From an application programming standpoint the main justification is not needing to differentiate octet streams and UTF-8 data (because most octet streams will end up being treated as Unicode data at some point). If you don't re-encode before passing to the OS you will be doing it before you save to disk or send it over the network.

Nearly all such formats are dynamically encoded (due to BOM presence, an encoding field in the protocol or (HTTP) metadata annotations) anyway. There is precious few raw wire and file formats guaranteed UTF8 (except in Unix derived software).

I guess I will concede that point, but UTF-8 is by far the most popular choice. Even if the HTTP or other protocol engine supports UTF-16 or UTF-32 it is most likely it will be converted to UTF-8 for use in the application due to the handling benefits outlined in the link I gave.

Note the author mainly develops for Windows.

Moreover, that is about a totally separate issue, namely document encoding. Which is a totally different issue from API/ABI encoding.

Well - you might be handling the same data, as you move it around, which makes it related. If it's not related then you solve multiple issues at once.

Since it is Windows that is the odd one out, it seems to make the most sense to quarantine its use of UTF-16 as close to its API as you can.

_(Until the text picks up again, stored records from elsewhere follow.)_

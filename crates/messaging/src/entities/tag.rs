use serde::{Deserialize, Serialize};

use crate::types::MessagingResult;
use crate::utils::display::impl_display;
use crate::utils::validation::{Validate, Validator};

/// A key-value pair attached to a channel or channel flow.
#[derive(Debug, Clone, Default, PartialEq, Eq, Hash, Serialize, Deserialize)]
#[serde(rename_all = "PascalCase")]
pub struct Tag {
    pub key: String,
    pub value: String,
}

impl Tag {
    pub fn new(key: impl Into<String>, value: impl Into<String>) -> Self {
        Self {
            key: key.into(),
            value: value.into(),
        }
    }
}

impl Validate for Tag {
    fn validate(&self) -> MessagingResult<()> {
        Validator::length("Key", &self.key, 1, 128)?;
        Validator::length("Value", &self.value, 1, 256)
    }
}

impl_display!(Tag);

That depends on your situation. It is more than a simple count, since a lot of SME development will have windows as majority target. And increasingly mobile targets are separate codebases, which have supplanted the minimal desktop apps for e.g. OS X. 

If you read the sample code it should be pretty clear that re-encoding is essentially the same in FreePascal as it is in C++ (you call a function). It's very likely you will have to change encoding at some point, and there is a best place to do it if you want to remain cross platform.

Well, first cross platform is not a given, and second it is a weighted count rather than a straight one.  It does not make sense to do an hatched job on incoming delphi code in an incompatible way for some naive sense of multiplatform when the likely target is again Delphi.

And doing it at the OS interface (which thousands of Windows calls to abstract) is IMHO very bad modularization. You typically modularize to minimize interactions (read: conversions).

Cross platform isn't a given which is why you need to design for it. If you handle Unicode data as I've mentioned you save yourself most of the headache of doing different things on different platforms. Within your program you are mostly able to maintain the concept of operating on strings of bytes for whatever operations you need to do.

Doing it at the OS interface seems pretty reasonable because of the handling benefits outlined in the article I gave. It isn't extremely visible when using Lazarus with the LCL as you aren't typically making WinAPI calls, but it's something to consider.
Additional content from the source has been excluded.